Not every parent professed his hard and cold philosophy, but they were mostly concerned for morals, and if any lacked interest in the more serious problems of education, they were the more likely to be caught by some prevailing pose of “Sensibility”. It did not follow, if they allowed their children to read “Othello”, that they would approve of the primitive survivals in Homer; nor did these in the least agree with Godwin’s exalted theories of the uncivilised mind. He would have had Lamb soften his account of the Cyclops devouring his victims, and the putting out of the monster’s eye, which Lamb called “lively images of shocking things”. This is the point where Art and Theory must part company.

“If you want a book which is not occasionally to shock”, wrote Lamb, “you should not have thought of a tale which was so full of anthropophagi and wonders.

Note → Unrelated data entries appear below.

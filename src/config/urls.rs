//! Remote archive URLs

/// Adafruit NeoPixel library bundle (CircuitPython 5.x mpy)
pub const NEOPIXEL_ARCHIVE: &str = "https://github.com/adafruit/Adafruit_CircuitPython_NeoPixel/releases/download/6.0.0/adafruit-circuitpython-neopixel-5.x-mpy-6.0.0.zip";

/// Path of the compiled module inside [`NEOPIXEL_ARCHIVE`]
pub const NEOPIXEL_ENTRY: &str = "adafruit-circuitpython-neopixel-5.x-mpy-6.0.0/lib/neopixel.mpy";
//! Deployment manifest
//!
//! An ordered list of (source, destination) pairs describing what lands on a
//! deployment root. Order is deployment order; each source appears once.

use std::fmt;
use std::path::{Component, Path, PathBuf};

use crate::config::settings::DeployEntryConfig;
use crate::config::urls;
use crate::error::ManifestError;

/// Where the content of an entry comes from
#[derive(Debug, Clone, PartialEq, Eq, Hash)]
pub enum SourceDescriptor {
    /// An existing regular file
    LocalFile(PathBuf),
    /// An existing directory, copied recursively
    LocalDirectory(PathBuf),
    /// One entry of a zip archive fetched over HTTP
    RemoteArchiveEntry {
        archive_url: String,
        entry_path: String,
    },
}

impl SourceDescriptor {
    /// Parse the textual form of a source
    ///
    /// `http(s)://host/archive.zip:inner/path` is a remote archive entry,
    /// split on the last `:`. Anything else is a local path relative to
    /// `base`; it is a directory if one exists there and a file otherwise.
    pub fn parse(value: &str, base: &Path) -> Result<Self, ManifestError> {
        if is_remote(value) {
            let invalid = || ManifestError::InvalidRemoteSource {
                value: value.to_string(),
            };
            let (archive_url, entry_path) = value.rsplit_once(':').ok_or_else(invalid)?;
            // "https://host" alone splits on the scheme separator
            if entry_path.is_empty() || entry_path.starts_with("//") || !is_remote(archive_url) {
                return Err(invalid());
            }
            return Ok(Self::remote(archive_url, entry_path));
        }

        Ok(Self::local(base.join(value)))
    }

    /// Classify a local path by what is on disk
    pub fn local(path: impl Into<PathBuf>) -> Self {
        let path = path.into();
        if path.is_dir() {
            Self::LocalDirectory(path)
        } else {
            Self::LocalFile(path)
        }
    }

    pub fn remote(archive_url: impl Into<String>, entry_path: impl Into<String>) -> Self {
        Self::RemoteArchiveEntry {
            archive_url: archive_url.into(),
            entry_path: entry_path.into(),
        }
    }

    pub fn is_local(&self) -> bool {
        !matches!(self, Self::RemoteArchiveEntry { .. })
    }

    /// Last path segment: the file or directory name that lands on the target
    pub fn base_name(&self) -> Option<String> {
        match self {
            Self::LocalFile(path) | Self::LocalDirectory(path) => path
                .file_name()
                .map(|name| name.to_string_lossy().into_owned()),
            Self::RemoteArchiveEntry { entry_path, .. } => entry_path
                .trim_end_matches('/')
                .rsplit('/')
                .next()
                .filter(|name| !name.is_empty())
                .map(str::to_string),
        }
    }
}

impl fmt::Display for SourceDescriptor {
    fn fmt(&self, f: &mut fmt::Formatter<'_>) -> fmt::Result {
        match self {
            Self::LocalFile(path) | Self::LocalDirectory(path) => write!(f, "{}", path.display()),
            Self::RemoteArchiveEntry {
                archive_url,
                entry_path,
            } => write!(f, "{archive_url}:{entry_path}"),
        }
    }
}

fn is_remote(value: &str) -> bool {
    value.starts_with("https://") || value.starts_with("http://")
}

/// Root-relative destination of an entry
#[derive(Debug, Clone, PartialEq, Eq)]
pub enum DestinationDescriptor {
    /// Directly under the root (`"."`)
    Root,
    /// A relative path under the root
    Path(PathBuf),
}

impl DestinationDescriptor {
    /// Parse a destination; it must stay inside the target root
    pub fn parse(value: &str) -> Result<Self, ManifestError> {
        let trimmed = value.trim_end_matches('/');
        if trimmed.is_empty() || trimmed == "." {
            return Ok(Self::Root);
        }

        let path = PathBuf::from(trimmed);
        let escapes = path
            .components()
            .any(|c| !matches!(c, Component::Normal(_) | Component::CurDir));
        if escapes {
            return Err(ManifestError::InvalidDestination {
                value: value.to_string(),
            });
        }

        Ok(Self::Path(path))
    }

    /// Absolute location of this destination under `root`
    pub fn under(&self, root: &Path) -> PathBuf {
        match self {
            Self::Root => root.to_path_buf(),
            Self::Path(rel) => root.join(rel),
        }
    }
}

impl fmt::Display for DestinationDescriptor {
    fn fmt(&self, f: &mut fmt::Formatter<'_>) -> fmt::Result {
        match self {
            Self::Root => f.write_str("."),
            Self::Path(rel) => write!(f, "{}", rel.display()),
        }
    }
}

/// One manifest line
#[derive(Debug, Clone, PartialEq, Eq)]
pub struct ManifestEntry {
    pub source: SourceDescriptor,
    pub destination: DestinationDescriptor,
}

/// Ordered, duplicate-free list of deployment entries
#[derive(Debug, Clone, Default, PartialEq, Eq)]
pub struct DeploymentManifest {
    entries: Vec<ManifestEntry>,
}

impl DeploymentManifest {
    pub fn new() -> Self {
        Self::default()
    }

    /// Append an entry, rejecting a source that is already present
    pub fn push(
        &mut self,
        source: SourceDescriptor,
        destination: DestinationDescriptor,
    ) -> Result<(), ManifestError> {
        if self.entries.iter().any(|e| e.source == source) {
            return Err(ManifestError::DuplicateSource {
                source_desc: source.to_string(),
            });
        }
        self.entries.push(ManifestEntry {
            source,
            destination,
        });
        Ok(())
    }

    /// Builder-style [`push`](Self::push)
    pub fn with(
        mut self,
        source: SourceDescriptor,
        destination: DestinationDescriptor,
    ) -> Result<Self, ManifestError> {
        self.push(source, destination)?;
        Ok(self)
    }

    /// Build a manifest from `[[deploy]]` configuration entries
    pub fn from_entries(
        project_root: &Path,
        entries: &[DeployEntryConfig],
    ) -> Result<Self, ManifestError> {
        let mut manifest = Self::new();
        for entry in entries {
            manifest.push(
                SourceDescriptor::parse(&entry.source, project_root)?,
                DestinationDescriptor::parse(&entry.destination)?,
            )?;
        }
        Ok(manifest)
    }

    /// The standard Sol deployment: runtime library, dependencies, docs,
    /// examples, and the default example as `code.py`
    pub fn factory_default(project_root: &Path) -> Result<Self, ManifestError> {
        let firmware = project_root.join("firmware");
        let lib = firmware.join("lib");
        let examples = project_root.join("examples");
        let to = DestinationDescriptor::parse;

        Self::new()
            .with(
                SourceDescriptor::remote(urls::NEOPIXEL_ARCHIVE, urls::NEOPIXEL_ENTRY),
                to("lib")?,
            )?
            .with(
                SourceDescriptor::LocalDirectory(firmware.join("winterbloom_sol")),
                to("lib")?,
            )?
            .with(
                SourceDescriptor::LocalFile(firmware.join("LICENSE")),
                to(".")?,
            )?
            .with(
                SourceDescriptor::LocalFile(firmware.join("README.HTM")),
                to(".")?,
            )?
            .with(
                SourceDescriptor::LocalDirectory(
                    lib.join("adafruit_circuitpython_busdevice")
                        .join("adafruit_bus_device"),
                ),
                to("lib")?,
            )?
            .with(
                SourceDescriptor::LocalDirectory(
                    lib.join("winterbloom_ad_dacs").join("winterbloom_ad_dacs"),
                ),
                to("lib")?,
            )?
            .with(
                SourceDescriptor::LocalFile(
                    lib.join("winterbloom_voltageio")
                        .join("winterbloom_voltageio.py"),
                ),
                to("lib")?,
            )?
            .with(
                SourceDescriptor::LocalFile(
                    lib.join("winterbloom_smolmidi").join("winterbloom_smolmidi.py"),
                ),
                to("lib")?,
            )?
            .with(SourceDescriptor::LocalDirectory(examples.clone()), to(".")?)?
            .with(
                SourceDescriptor::LocalFile(examples.join("1_default.py")),
                to("code.py")?,
            )
    }

    /// Keep only entries with local sources, preserving order
    #[must_use]
    pub fn local_only(&self) -> Self {
        Self {
            entries: self
                .entries
                .iter()
                .filter(|e| e.source.is_local())
                .cloned()
                .collect(),
        }
    }

    /// Local directories that are copied as a whole
    pub fn local_directories(&self) -> impl Iterator<Item = &Path> {
        self.entries.iter().filter_map(|e| match &e.source {
            SourceDescriptor::LocalDirectory(path) => Some(path.as_path()),
            _ => None,
        })
    }

    pub fn entries(&self) -> &[ManifestEntry] {
        &self.entries
    }

    pub fn len(&self) -> usize {
        self.entries.len()
    }

    pub fn is_empty(&self) -> bool {
        self.entries.is_empty()
    }
}

#[cfg(test)]
mod tests {
    use super::*;
    use crate::test_utils::generators::{archive_entry_path, archive_url};
    use proptest::prelude::*;
    use tempfile::TempDir;

    #[test]
    fn test_parse_remote_source_splits_on_last_colon() {
        let source = SourceDescriptor::parse(
            "https://example.com/releases/bundle.zip:bundle/lib/neopixel.mpy",
            Path::new("/unused"),
        )
        .unwrap();

        assert_eq!(
            source,
            SourceDescriptor::remote(
                "https://example.com/releases/bundle.zip",
                "bundle/lib/neopixel.mpy"
            )
        );
        assert_eq!(source.base_name().as_deref(), Some("neopixel.mpy"));
    }

    #[test]
    fn test_parse_remote_source_with_port() {
        let source =
            SourceDescriptor::parse("http://127.0.0.1:8080/a.zip:a/b.py", Path::new(".")).unwrap();
        assert_eq!(
            source,
            SourceDescriptor::remote("http://127.0.0.1:8080/a.zip", "a/b.py")
        );
    }

    #[test]
    fn test_parse_remote_source_without_entry_fails() {
        let result = SourceDescriptor::parse("https://example.com/bundle.zip", Path::new("."));
        assert!(matches!(
            result,
            Err(ManifestError::InvalidRemoteSource { .. })
        ));
    }

    #[test]
    fn test_parse_local_source_classifies_by_disk() {
        let temp = TempDir::new().unwrap();
        std::fs::create_dir(temp.path().join("examples")).unwrap();
        std::fs::write(temp.path().join("LICENSE"), "MIT").unwrap();

        assert_eq!(
            SourceDescriptor::parse("examples", temp.path()).unwrap(),
            SourceDescriptor::LocalDirectory(temp.path().join("examples"))
        );
        assert_eq!(
            SourceDescriptor::parse("LICENSE", temp.path()).unwrap(),
            SourceDescriptor::LocalFile(temp.path().join("LICENSE"))
        );
        // Missing paths stay files and fail at resolution time
        assert_eq!(
            SourceDescriptor::parse("missing", temp.path()).unwrap(),
            SourceDescriptor::LocalFile(temp.path().join("missing"))
        );
    }

    #[test]
    fn test_destination_parse() {
        assert_eq!(DestinationDescriptor::parse(".").unwrap(), DestinationDescriptor::Root);
        assert_eq!(DestinationDescriptor::parse("").unwrap(), DestinationDescriptor::Root);
        assert_eq!(
            DestinationDescriptor::parse("lib/").unwrap(),
            DestinationDescriptor::Path(PathBuf::from("lib"))
        );
        assert!(DestinationDescriptor::parse("../outside").is_err());
        assert!(DestinationDescriptor::parse("/abs").is_err());
    }

    #[test]
    fn test_duplicate_source_rejected() {
        let mut manifest = DeploymentManifest::new();
        let source = SourceDescriptor::LocalFile(PathBuf::from("a.py"));
        manifest
            .push(source.clone(), DestinationDescriptor::Root)
            .unwrap();

        let result = manifest.push(source, DestinationDescriptor::parse("code.py").unwrap());
        assert!(matches!(result, Err(ManifestError::DuplicateSource { .. })));
        assert_eq!(manifest.len(), 1);
    }

    #[test]
    fn test_factory_default_order_and_shape() {
        let manifest = DeploymentManifest::factory_default(Path::new("/repo")).unwrap();
        let entries = manifest.entries();

        assert_eq!(entries.len(), 10);
        assert!(!entries[0].source.is_local());
        assert_eq!(
            entries[8].source,
            SourceDescriptor::LocalDirectory(PathBuf::from("/repo/examples"))
        );
        assert_eq!(
            entries[9].destination,
            DestinationDescriptor::Path(PathBuf::from("code.py"))
        );
    }

    #[test]
    fn test_local_only_drops_remote_and_keeps_order() {
        let manifest = DeploymentManifest::factory_default(Path::new("/repo")).unwrap();
        let local = manifest.local_only();

        assert_eq!(local.len(), manifest.len() - 1);
        assert!(local.entries().iter().all(|e| e.source.is_local()));
        assert_eq!(local.entries()[0], manifest.entries()[1]);
    }

    #[test]
    fn test_from_entries() {
        let entries = vec![
            DeployEntryConfig {
                source: "firmware/LICENSE".to_string(),
                destination: ".".to_string(),
            },
            DeployEntryConfig {
                source: "https://example.com/x.zip:x/lib/y.mpy".to_string(),
                destination: "lib".to_string(),
            },
        ];

        let manifest = DeploymentManifest::from_entries(Path::new("/repo"), &entries).unwrap();
        assert_eq!(manifest.len(), 2);
        assert_eq!(
            manifest.entries()[0].source,
            SourceDescriptor::LocalFile(PathBuf::from("/repo/firmware/LICENSE"))
        );
    }

    proptest! {
        #![proptest_config(ProptestConfig::with_cases(100))]

        /// The landed name of an archive entry is its last segment at any depth
        #[test]
        fn prop_remote_base_name_is_last_segment(
            url in archive_url(),
            entry in archive_entry_path(),
        ) {
            let text = format!("{url}:{entry}");
            let source = SourceDescriptor::parse(&text, Path::new(".")).unwrap();
            let expected = entry.rsplit('/').next().unwrap().to_string();

            prop_assert_eq!(source.base_name(), Some(expected));
            prop_assert_eq!(source.to_string(), text);
        }
    }
}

I cannot alter these things without enervating the book, and I will not alter them if the penalty should be that you and all the London Booksellers should refuse it.”

Lamb had good reason to trust his sister’s judgment where children were concerned. Their partnership in the making of little books was one-sided, and in a letter to Barton, Charles confessed that he wrote only three of the stories in Mrs. Leicester’s School:[131] “I wrote only the Witch Aunt, the First Going to Church and the final story about a little Indian girl in a ship”. But there are many subtle touches in the rest which suggest his hand, and if one may hazard a guess at their manner of working, Mary wrote little that they did not first discuss together, and revised much with his help. The framework of the book is all that connects it with Miss Fielding’s Governess; there is nothing of her bright objective treatment.

This, indeed, is not a child’s book at all, but a book of child-thought and experience, full of insight and tenderness, revealing everywhere the pathos of childhood.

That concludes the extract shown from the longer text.